- _WHAT THE EXERCISE ASKS_
Print nothing but the lines below starting at the line that holds "is scoped to." and ending at the line that holds "out of logs.", including both, each exactly as written.

▶

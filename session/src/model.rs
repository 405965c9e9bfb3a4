//! Session data model shared by the edge and render guards.
//!
//! DESIGN
//! ======
//! A session is either fully populated or absent. Deserialization goes
//! through an unchecked wire struct and is rejected with a typed
//! [`SessionError`] when any identifying field is empty or the role is not
//! one of the known [`Role`] variants, so a half-written blob can never be
//! mistaken for a live session.

#[cfg(test)]
#[path = "model_test.rs"]
mod model_test;

use std::fmt;
use std::str::FromStr;

use serde::{Deserialize, Serialize};

/// Error returned when a session payload cannot be accepted.
#[derive(Debug, Clone, PartialEq, Eq, thiserror::Error)]
pub enum SessionError {
    /// The role string is not part of the closed [`Role`] set.
    #[error("unknown role: {0}")]
    UnknownRole(String),
    /// A required identifying field was empty.
    #[error("session field `{0}` is empty")]
    EmptyField(&'static str),
    /// The payload was not valid session JSON.
    #[error("malformed session payload: {0}")]
    Malformed(String),
}

/// Tenant membership role.
#[derive(Clone, Copy, Debug, PartialEq, Eq, PartialOrd, Ord, Hash, Serialize, Deserialize)]
#[serde(rename_all = "lowercase", try_from = "String")]
pub enum Role {
    Owner,
    Admin,
    Manager,
    Viewer,
}

impl Role {
    /// Every role, in descending order of privilege.
    pub const ALL: [Role; 4] = [Role::Owner, Role::Admin, Role::Manager, Role::Viewer];

    #[must_use]
    pub fn as_str(self) -> &'static str {
        match self {
            Self::Owner => "owner",
            Self::Admin => "admin",
            Self::Manager => "manager",
            Self::Viewer => "viewer",
        }
    }
}

impl fmt::Display for Role {
    fn fmt(&self, f: &mut fmt::Formatter<'_>) -> fmt::Result {
        f.write_str(self.as_str())
    }
}

impl FromStr for Role {
    type Err = SessionError;

    fn from_str(raw: &str) -> Result<Self, Self::Err> {
        match raw.trim().to_ascii_lowercase().as_str() {
            "owner" => Ok(Self::Owner),
            "admin" => Ok(Self::Admin),
            "manager" => Ok(Self::Manager),
            "viewer" => Ok(Self::Viewer),
            _ => Err(SessionError::UnknownRole(raw.to_owned())),
        }
    }
}

impl TryFrom<String> for Role {
    type Error = SessionError;

    fn try_from(raw: String) -> Result<Self, Self::Error> {
        raw.parse()
    }
}

/// Tenant the session is scoped to.
#[derive(Clone, Debug, PartialEq, Eq, Serialize, Deserialize)]
pub struct Tenant {
    pub id: String,
    pub role: Role,
}

/// Authenticated user profile.
#[derive(Clone, Debug, PartialEq, Eq, Serialize, Deserialize)]
pub struct User {
    pub id: String,
    pub name: String,
    pub email: String,
}

/// A fully populated authenticated session.
#[derive(Clone, PartialEq, Eq, Serialize, Deserialize)]
#[serde(try_from = "SessionWire")]
pub struct Session {
    /// Opaque bearer token issued by the ERP.
    pub token: String,
    pub tenant: Tenant,
    pub user: User,
}

// Token stays out of logs.
impl fmt::Debug for Session {
    fn fmt(&self, f: &mut fmt::Formatter<'_>) -> fmt::Result {
        f.debug_struct("Session")
            .field("token", &"<redacted>")
            .field("tenant", &self.tenant)
            .field("user", &self.user)
            .finish()
    }
}

#[derive(Deserialize)]
struct SessionWire {
    token: String,
    tenant: TenantWire,
    user: User,
}

#[derive(Deserialize)]
struct TenantWire {
    id: String,
    role: String,
}

impl TryFrom<SessionWire> for Session {
    type Error = SessionError;

    fn try_from(wire: SessionWire) -> Result<Self, Self::Error> {
        let role = wire.tenant.role.parse()?;
        Session::new(wire.token, Tenant { id: wire.tenant.id, role }, wire.user)
    }
}

impl Session {
    /// Build a session, rejecting empty identifying fields.
    ///
    /// # Errors
    ///
    /// Returns [`SessionError::EmptyField`] naming the first empty field.
    pub fn new(token: String, tenant: Tenant, user: User) -> Result<Self, SessionError> {
        if token.trim().is_empty() {
            return Err(SessionError::EmptyField("token"));
        }
        if tenant.id.trim().is_empty() {
            return Err(SessionError::EmptyField("tenant.id"));
        }
        if user.id.trim().is_empty() {
            return Err(SessionError::EmptyField("user.id"));
        }
        Ok(Self { token, tenant, user })
    }

    /// Decode a session from its JSON storage form.
    ///
    /// # Errors
    ///
    /// Returns [`SessionError::UnknownRole`] or [`SessionError::EmptyField`]
    /// for well-formed JSON that violates the session invariants, and
    /// [`SessionError::Malformed`] for anything else.
    pub fn from_json(raw: &str) -> Result<Self, SessionError> {
        let wire: SessionWire = serde_json::from_str(raw).map_err(|e| SessionError::Malformed(e.to_string()))?;
        Session::try_from(wire)
    }

    /// Encode the session for durable storage.
    ///
    /// # Errors
    ///
    /// Returns [`SessionError::Malformed`] if serialization fails.
    pub fn to_json(&self) -> Result<String, SessionError> {
        serde_json::to_string(self).map_err(|e| SessionError::Malformed(e.to_string()))
    }

    #[must_use]
    pub fn role(&self) -> Role {
        self.tenant.role
    }
}

/// Login credentials forwarded to the auth collaborator.
#[derive(Clone, PartialEq, Eq, Serialize, Deserialize)]
pub struct Credentials {
    pub email: String,
    pub password: String,
}

impl Credentials {
    #[must_use]
    pub fn new(email: impl Into<String>, password: impl Into<String>) -> Self {
        Self { email: email.into(), password: password.into() }
    }
}

impl fmt::Debug for Credentials {
    fn fmt(&self, f: &mut fmt::Formatter<'_>) -> fmt::Result {
        f.debug_struct("Credentials")
            .field("email", &self.email)
            .field("password", &"<redacted>")
            .finish()
    }
}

◀

- _EXERCISE SOLUTION_
/// Tenant the session is scoped to.
#[derive(Clone, Debug, PartialEq, Eq, Serialize, Deserialize)]
pub struct Tenant {
    pub id: String,
    pub role: Role,
}

/// Authenticated user profile.
#[derive(Clone, Debug, PartialEq, Eq, Serialize, Deserialize)]
pub struct User {
    pub id: String,
    pub name: String,
    pub email: String,
}

/// A fully populated authenticated session.
#[derive(Clone, PartialEq, Eq, Serialize, Deserialize)]
#[serde(try_from = "SessionWire")]
pub struct Session {
    /// Opaque bearer token issued by the ERP.
    pub token: String,
    pub tenant: Tenant,
    pub user: User,
}

// Token stays out of logs.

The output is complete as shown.